Joseph P. Messina



Professor of Geography, Member of the Center for Global Change and Earth Observations, Member of AgBioResearch, Member Center for Latin American and Caribbean and Studies, Member African Studies Center, Member Ecology, Evolutionary Biology, and Behavior Program at Michigan State University. Awarded research honors from NASA through the New Investigator Program, The National Institutes of Health Roadmap Program, and the Sigma Xi / MSU Young Scholar of the Year. Member of the editorial board for the International Journal of Applied Geospatial Research. Served on the EPA panel establishing a national program on behavioral and social science research and the environment; served on national review panels for the National Institutes of Health (NIGMS and NIEHS); the National Science Foundation’s Cyber Enabled Discovery and Innovation and the Decision Making Under Uncertainty programs; NASA’s Terra, Aqua, and ACRIM and the LCLUC programs. Co-edited special issues in Photogrammetric Engineering and Remote Sensing, Environment and Planning A, and Environment and Planning B. Served on the Organizing committees for Geocomputation, and the International Medical Geography Symposium. Served in leadership roles or on select committees for the Association of Association of American Geographers, the remote sensing specialty group of the Association of American Geographers, and the American Society for Photogrammetry and Remote Sensing. Geography Awareness Week Plenary Speaker at multiple universities.

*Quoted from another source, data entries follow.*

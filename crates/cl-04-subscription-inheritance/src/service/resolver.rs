//! # Inheritance Resolver
//!
//! In-transaction entitlement transitions. Callers read the accounts, hand
//! them in by `&mut`, and persist whatever the resolver reports as changed.

use crate::domain::{derive_pair, EntitlementTarget, PairOutcome};
use chrono::{DateTime, Utc};
use cl_01_document_store::{StoreError, Transaction};
use shared_types::entities::{Account, AccountId, InheritanceGrant};
use tracing::{debug, warn};

/// Applies the inheritance rules to accounts inside a store transaction.
#[derive(Debug, Clone, Copy, Default)]
pub struct SubscriptionInheritanceResolver;

impl SubscriptionInheritanceResolver {
    /// Create a resolver.
    #[must_use]
    pub fn new() -> Self {
        Self
    }

    /// Re-derive both sides of a linked pair.
    ///
    /// A direct source that already shares with a live beneficiary elsewhere
    /// does not grant a second time; the would-be beneficiary gets nothing.
    pub fn reconcile_pair(
        &self,
        tx: &mut Transaction<'_>,
        first: &mut Account,
        second: &mut Account,
        now: DateTime<Utc>,
    ) -> Result<PairOutcome, StoreError> {
        let (first_target, second_target) = derive_pair(first, second);
        let mut outcome = PairOutcome::default();

        if self.apply_target(tx, first, first_target, now)? {
            outcome.changed.push(first.id.clone());
        }
        if self.apply_target(tx, second, second_target, now)? {
            outcome.changed.push(second.id.clone());
        }
        outcome.first_inherited = first.is_inherited();
        outcome.second_inherited = second.is_inherited();
        Ok(outcome)
    }

    /// Strip entitlement from `account` only if it inherits from `departed`.
    pub fn release_on_unlink(
        &self,
        tx: &mut Transaction<'_>,
        account: &mut Account,
        departed: &AccountId,
    ) -> Result<bool, StoreError> {
        if !account.inherits_from(departed) {
            return Ok(false);
        }
        self.drop_grant(tx, departed, &account.id)?;
        account.revoke_entitlement();
        debug!(account = %account.id, source = %departed, "Inherited entitlement released");
        Ok(true)
    }

    /// Clear an inherited entitlement whose source is no longer valid.
    pub fn revoke_orphaned(
        &self,
        tx: &mut Transaction<'_>,
        account: &mut Account,
    ) -> Result<bool, StoreError> {
        if !account.is_inherited() {
            return Ok(false);
        }
        if let Some(source) = account.subscription_source_account_id.clone() {
            self.drop_grant(tx, &source, &account.id)?;
        }
        account.revoke_entitlement();
        Ok(true)
    }

    /// Apply the caller's own purchase state.
    ///
    /// A valid purchase makes the account direct, replacing any inheritance.
    /// A lapsed purchase clears a direct entitlement and the grant it backed.
    /// An inherited account without a purchase is left alone.
    pub fn apply_purchase_state(
        &self,
        tx: &mut Transaction<'_>,
        account: &mut Account,
        purchase_valid: bool,
        now: DateTime<Utc>,
    ) -> Result<bool, StoreError> {
        if purchase_valid {
            if account.is_direct() {
                return Ok(false);
            }
            self.revoke_orphaned(tx, account)?;
            account.grant_direct(now);
            return Ok(true);
        }
        if account.is_direct() {
            tx.delete::<InheritanceGrant>(account.id.as_str());
            account.revoke_entitlement();
            return Ok(true);
        }
        Ok(false)
    }

    fn apply_target(
        &self,
        tx: &mut Transaction<'_>,
        account: &mut Account,
        target: EntitlementTarget,
        now: DateTime<Utc>,
    ) -> Result<bool, StoreError> {
        let before = (
            account.subscription_type,
            account.subscription_source_account_id.clone(),
        );

        match target {
            EntitlementTarget::Direct => {}
            EntitlementTarget::InheritFrom(source) => {
                if !account.inherits_from(&source) {
                    self.revoke_orphaned(tx, account)?;
                }
                if self.claim_grant(tx, &source, &account.id, now)? {
                    if !account.inherits_from(&source) {
                        account.grant_inherited(source, now);
                    }
                } else {
                    warn!(
                        account = %account.id,
                        source = %source,
                        "Source already shares with another account"
                    );
                    account.revoke_entitlement();
                }
            }
            EntitlementTarget::None => {
                self.revoke_orphaned(tx, account)?;
            }
        }

        Ok(before
            != (
                account.subscription_type,
                account.subscription_source_account_id.clone(),
            ))
    }

    /// Record `beneficiary` as `source`'s single beneficiary.
    ///
    /// Returns false when a different account still inherits from `source`.
    fn claim_grant(
        &self,
        tx: &mut Transaction<'_>,
        source: &AccountId,
        beneficiary: &AccountId,
        now: DateTime<Utc>,
    ) -> Result<bool, StoreError> {
        if let Some(existing) = tx.get::<InheritanceGrant>(source.as_str())? {
            if &existing.beneficiary_id == beneficiary {
                return Ok(true);
            }
            let holder = tx.get::<Account>(existing.beneficiary_id.as_str())?;
            if holder.is_some_and(|h| h.inherits_from(source)) {
                return Ok(false);
            }
        }
        tx.set(&InheritanceGrant {
            source_id: source.clone(),
            beneficiary_id: beneficiary.clone(),
            granted_at: now,
        })?;
        Ok(true)
    }

    fn drop_grant(
        &self,
        tx: &mut Transaction<'_>,
        source: &AccountId,
        beneficiary: &AccountId,
    ) -> Result<(), StoreError> {
        if let Some(grant) = tx.get::<InheritanceGrant>(source.as_str())? {
            if &grant.beneficiary_id == beneficiary {
                tx.delete::<InheritanceGrant>(source.as_str());
            }
        }
        Ok(())
    }
}
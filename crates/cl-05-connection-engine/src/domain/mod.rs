//! # Domain Layer - Connection Engine

pub mod config;
pub mod errors;
pub mod types;

pub use config::*;
pub use errors::*;
pub use types::*;
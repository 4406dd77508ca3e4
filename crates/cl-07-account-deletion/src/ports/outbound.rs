//! # Outbound Ports

use async_trait::async_trait;
use shared_types::entities::AccountId;
use thiserror::Error;

/// Authentication directory failure.
#[derive(Debug, Clone, Error, PartialEq, Eq)]
pub enum DirectoryError {
    /// The identity provider cannot be reached.
    #[error("auth directory unavailable")]
    Unavailable,
}

/// Removes the authentication identity behind an account.
#[async_trait]
pub trait AuthDirectory: Send + Sync {
    /// Remove `account`'s identity. Removing an unknown identity succeeds.
    async fn remove_identity(&self, account: &AccountId) -> Result<(), DirectoryError>;
}
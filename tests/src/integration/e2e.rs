//! # End-to-End Flows
//!
//! Full pairing lifecycles across codes, connection, inheritance, deletion
//! and the orphan auditor.

#[cfg(test)]
mod tests {
    use crate::fixtures::World;
    use cl_03_pairing_codes::PairingError;
    use cl_05_connection_engine::ConnectionError;
    use shared_types::entities::{PairingCode, SubscriptionType};

    // =============================================================================
    // ISSUE → CONNECT → DELETE
    // =============================================================================

    #[tokio::test]
    async fn test_connect_then_owner_deleted() {
        let world = World::new();
        let alice = world.account("alice").await;
        let bob = world.account("bob").await;
        world.subscribe("alice").await;
        world.code_source.push("12345678");

        let issued = world.codes.issue_code(&alice).await.unwrap();
        assert_eq!(issued.code, "12345678");

        let outcome = world.connections.connect(&bob, "12345678").await.unwrap();
        assert_eq!(outcome.partner_id, alice);
        assert!(outcome.subscription_inherited);
        assert!(world.get("bob").unwrap().inherits_from(&alice));
        world.assert_invariants();

        let report = world.deletion.delete_account(&alice).await.unwrap();
        assert_eq!(report.former_partner_id, Some(bob.clone()));

        let bob_after = world.get("bob").unwrap();
        assert_eq!(bob_after.subscription_type, SubscriptionType::None);
        assert!(bob_after.partner_id.is_none());
        assert!(world.get("alice").is_none());
        assert!(!world.directory.contains(&alice));

        let code: PairingCode = world.store.get("12345678").unwrap().unwrap();
        assert!(!code.is_active);

        world.assert_invariants();
        assert!(world.auditor.diagnose().unwrap().violations.is_empty());
    }

    #[tokio::test]
    async fn test_requester_deleted_leaves_owner_free_to_reissue() {
        let world = World::new();
        let alice = world.account("alice").await;
        let bob = world.account("bob").await;
        world.subscribe("alice").await;
        world.code_source.push("11112222");
        world.code_source.push("33334444");

        world.codes.issue_code(&alice).await.unwrap();
        world.connections.connect(&bob, "11112222").await.unwrap();
        world.deletion.delete_account(&bob).await.unwrap();

        let alice_after = world.get("alice").unwrap();
        assert!(alice_after.partner_id.is_none());
        assert!(alice_after.is_direct());
        assert!(alice_after.active_pairing_code.is_none());

        let reissued = world.codes.issue_code(&alice).await.unwrap();
        assert_eq!(reissued.code, "33334444");
        assert!(!reissued.reused);
        world.assert_invariants();
    }

    // =============================================================================
    // CODE LIFECYCLE
    // =============================================================================

    #[tokio::test]
    async fn test_issue_is_idempotent_until_connected() {
        let world = World::new();
        let alice = world.account("alice").await;
        world.code_source.push("55556666");
        world.code_source.push("77778888");

        let first = world.codes.issue_code(&alice).await.unwrap();
        let second = world.codes.issue_code(&alice).await.unwrap();
        assert_eq!(first.code, second.code);
        assert!(second.reused);
    }

    #[tokio::test]
    async fn test_expired_code_is_retired_on_validate() {
        let world = World::new();
        let alice = world.account("alice").await;
        let bob = world.account("bob").await;
        world.code_source.push("24682468");
        world.codes.issue_code(&alice).await.unwrap();

        world.clock.advance(chrono::Duration::hours(25));
        assert_eq!(
            world.codes.validate_code("24682468", &bob).await,
            Err(PairingError::Expired)
        );
        let code: PairingCode = world.store.get("24682468").unwrap().unwrap();
        assert!(!code.is_active);

        // A retired code stays retired.
        assert_eq!(
            world.codes.validate_code("24682468", &bob).await,
            Err(PairingError::Inactive)
        );
    }

    #[tokio::test]
    async fn test_consumed_code_is_not_reopened_by_disconnect() {
        let world = World::new();
        let alice = world.account("alice").await;
        let bob = world.account("bob").await;
        let carol = world.account("carol").await;
        world.code_source.push("13571357");
        world.codes.issue_code(&alice).await.unwrap();
        world.connections.connect(&bob, "13571357").await.unwrap();
        world.connections.disconnect(&alice).await.unwrap();

        assert_eq!(
            world.connections.connect(&carol, "13571357").await,
            Err(ConnectionError::Rejected(PairingError::Inactive))
        );
    }

    // =============================================================================
    // DISCONNECT
    // =============================================================================

    #[tokio::test]
    async fn test_disconnect_keeps_direct_and_drops_inherited() {
        let world = World::new();
        let alice = world.account("alice").await;
        let bob = world.account("bob").await;
        world.subscribe("bob").await;
        world.code_source.push("86428642");

        world.codes.issue_code(&alice).await.unwrap();
        let outcome = world.connections.connect(&bob, "86428642").await.unwrap();
        assert!(!outcome.subscription_inherited);
        assert!(world.get("alice").unwrap().inherits_from(&bob));

        world.connections.disconnect(&bob).await.unwrap();
        let alice_after = world.get("alice").unwrap();
        let bob_after = world.get("bob").unwrap();

        assert_eq!(alice_after.subscription_type, SubscriptionType::None);
        assert!(alice_after.subscription_source_account_id.is_none());
        assert!(alice_after.partner_id.is_none());
        assert!(bob_after.is_direct());
        assert!(bob_after.partner_id.is_none());
        world.assert_invariants();
    }

    // =============================================================================
    // ENTITLEMENT LAPSE
    // =============================================================================

    #[tokio::test]
    async fn test_lapse_revokes_partner_and_resubscribe_restores() {
        let world = World::new();
        let alice = world.account("alice").await;
        let bob = world.account("bob").await;
        world.subscribe("alice").await;
        world.code_source.push("10203040");
        world.codes.issue_code(&alice).await.unwrap();
        world.connections.connect(&bob, "10203040").await.unwrap();

        world.verifier.revoke(&alice);
        let lapsed = world.entitlements.sync_subscription(&alice, None).await.unwrap();
        assert_eq!(lapsed.subscription_type, SubscriptionType::None);
        assert_eq!(lapsed.partner_subscription_type, Some(SubscriptionType::None));
        world.assert_invariants();

        let restored = world.subscribe("alice").await;
        assert_eq!(restored.subscription_type, SubscriptionType::Direct);
        assert_eq!(restored.partner_subscription_type, Some(SubscriptionType::Inherited));
        assert!(world.get("bob").unwrap().inherits_from(&alice));
        world.assert_invariants();
    }
}
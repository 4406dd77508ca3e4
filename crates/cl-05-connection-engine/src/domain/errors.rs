//! Connection engine errors.

use cl_01_document_store::StoreError;
use cl_03_pairing_codes::PairingError;
use shared_types::{ClassifiedError, ErrorKind};
use thiserror::Error;

/// Connection engine error types.
#[derive(Debug, Clone, Error, PartialEq, Eq)]
pub enum ConnectionError {
    /// The code was rejected.
    #[error(transparent)]
    Rejected(#[from] PairingError),

    /// Disconnect was called by an account without a partner.
    #[error("Caller has no partner")]
    NoPartner,

    /// The caller's account document does not exist.
    #[error("Account not found")]
    AccountMissing,

    /// Store failure.
    #[error("Connection store error: {0}")]
    Store(#[from] StoreError),
}

impl ClassifiedError for ConnectionError {
    fn kind(&self) -> ErrorKind {
        match self {
            Self::Rejected(e) => e.kind(),
            Self::NoPartner | Self::AccountMissing => ErrorKind::NotFound,
            Self::Store(_) => ErrorKind::Internal,
        }
    }

    fn reason(&self) -> &'static str {
        match self {
            Self::Rejected(e) => e.reason(),
            Self::NoPartner => "no-partner",
            Self::AccountMissing => "account-missing",
            Self::Store(e) => e.reason(),
        }
    }
}
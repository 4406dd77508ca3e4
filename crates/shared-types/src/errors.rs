//! # Error Types
//!
//! Defines the error taxonomy shared across subsystems.
//!
//! Each subsystem keeps its own `thiserror` enum, but every variant maps onto
//! one [`ErrorKind`] plus a stable machine-readable reason string so that
//! clients can branch on the reason without parsing messages.

use serde::{Deserialize, Serialize};
use std::fmt;

/// Coarse error category returned to clients.
#[derive(Debug, Clone, Copy, PartialEq, Eq, Hash, Serialize, Deserialize)]
#[serde(rename_all = "kebab-case")]
pub enum ErrorKind {
    /// No valid caller identity. Always rejected before any other logic.
    Unauthenticated,
    /// Missing or malformed input, or a forbidden self-reference.
    InvalidArgument,
    /// The request collides with current state (already used, already paired).
    Conflict,
    /// Code, account or partner does not exist.
    NotFound,
    /// Rate limit exceeded.
    ResourceExhausted,
    /// The pairing code expired; the client should ask for a new one.
    DeadlineExceeded,
    /// Operator-only call without the operator secret.
    PermissionDenied,
    /// Store failure or unexpected condition. Details stay server-side.
    Internal,
}

impl ErrorKind {
    /// Stable wire name of the kind.
    #[must_use]
    pub fn as_str(&self) -> &'static str {
        match self {
            Self::Unauthenticated => "unauthenticated",
            Self::InvalidArgument => "invalid-argument",
            Self::Conflict => "conflict",
            Self::NotFound => "not-found",
            Self::ResourceExhausted => "resource-exhausted",
            Self::DeadlineExceeded => "deadline-exceeded",
            Self::PermissionDenied => "permission-denied",
            Self::Internal => "internal",
        }
    }

    /// Whether the error detail may be shown to the caller.
    #[must_use]
    pub fn is_client_visible(&self) -> bool {
        !matches!(self, Self::Internal)
    }
}

impl fmt::Display for ErrorKind {
    fn fmt(&self, f: &mut fmt::Formatter<'_>) -> fmt::Result {
        f.write_str(self.as_str())
    }
}

/// Implemented by every subsystem error so the gateway can map it uniformly.
pub trait ClassifiedError: std::error::Error {
    /// Taxonomy category.
    fn kind(&self) -> ErrorKind;

    /// Stable machine-readable reason (e.g. `expired`, `already-used`).
    fn reason(&self) -> &'static str;
}
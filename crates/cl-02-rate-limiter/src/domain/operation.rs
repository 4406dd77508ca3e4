//! Guarded operations and their default policies.

use serde::{Deserialize, Serialize};
use std::fmt;
use std::str::FromStr;

/// `(max_calls, window_minutes)` for one operation.
#[derive(Debug, Clone, Copy, PartialEq, Eq, Serialize, Deserialize)]
pub struct RateLimitPolicy {
    /// Calls allowed per window.
    pub max_calls: u32,
    /// Window length in minutes. Zero is treated as one.
    pub window_minutes: u32,
}

impl RateLimitPolicy {
    /// Build a policy.
    #[must_use]
    pub const fn new(max_calls: u32, window_minutes: u32) -> Self {
        Self {
            max_calls,
            window_minutes,
        }
    }
}

/// Operations protected by the rate guard.
#[derive(Debug, Clone, Copy, PartialEq, Eq, Hash, Serialize, Deserialize)]
#[serde(rename_all = "kebab-case")]
pub enum Operation {
    /// `issuePairingCode`.
    IssueCode,
    /// `validatePairingCode`.
    ValidateCode,
    /// `connectToPartner`.
    Connect,
    /// `disconnectPartner`.
    Disconnect,
    /// `deleteAccount`.
    DeleteAccount,
    /// `syncSubscription`.
    SyncSubscription,
}

impl Operation {
    /// Every guarded operation.
    pub const ALL: [Operation; 6] = [
        Self::IssueCode,
        Self::ValidateCode,
        Self::Connect,
        Self::Disconnect,
        Self::DeleteAccount,
        Self::SyncSubscription,
    ];

    /// Name used in window ids and logs.
    #[must_use]
    pub fn as_str(&self) -> &'static str {
        match self {
            Self::IssueCode => "issue-code",
            Self::ValidateCode => "validate-code",
            Self::Connect => "connect",
            Self::Disconnect => "disconnect",
            Self::DeleteAccount => "delete-account",
            Self::SyncSubscription => "sync-subscription",
        }
    }

    /// Built-in policy.
    #[must_use]
    pub fn default_policy(&self) -> RateLimitPolicy {
        match self {
            Self::IssueCode => RateLimitPolicy::new(2, 1),
            Self::ValidateCode => RateLimitPolicy::new(10, 1),
            Self::Connect => RateLimitPolicy::new(3, 5),
            Self::Disconnect => RateLimitPolicy::new(3, 5),
            Self::DeleteAccount => RateLimitPolicy::new(3, 60),
            Self::SyncSubscription => RateLimitPolicy::new(10, 5),
        }
    }
}

impl fmt::Display for Operation {
    fn fmt(&self, f: &mut fmt::Formatter<'_>) -> fmt::Result {
        f.write_str(self.as_str())
    }
}

impl FromStr for Operation {
    type Err = String;

    fn from_str(s: &str) -> Result<Self, Self::Err> {
        Self::ALL
            .into_iter()
            .find(|op| op.as_str() == s)
            .ok_or_else(|| format!("unknown operation: {s}"))
    }
}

Honorable Discharge, United States Army.

Research Interests:

My research program focuses broadly upon Medical Geography, Land Use and Land Cover Change (LULCC) and the techniques and theoretical methods that allow one to explore the spatio-temporal dynamics of change, including, Geographic Information Systems and Remote Sensing, Complexity Theory, and Dynamic Spatial Simulation Models. Within the LULCC context, I have directed research projects in Ecuador, Kenya, Thailand, Michigan, and the Florida Bay. I am currently working on sleeping sickness (NIH) and malaria (NSF) projects in Kenya, LULCC (NASA) in Urumqi and Shanghai, health care access (MDCH) in Michigan, and drug war remote sensing in Ecuador and Colombia.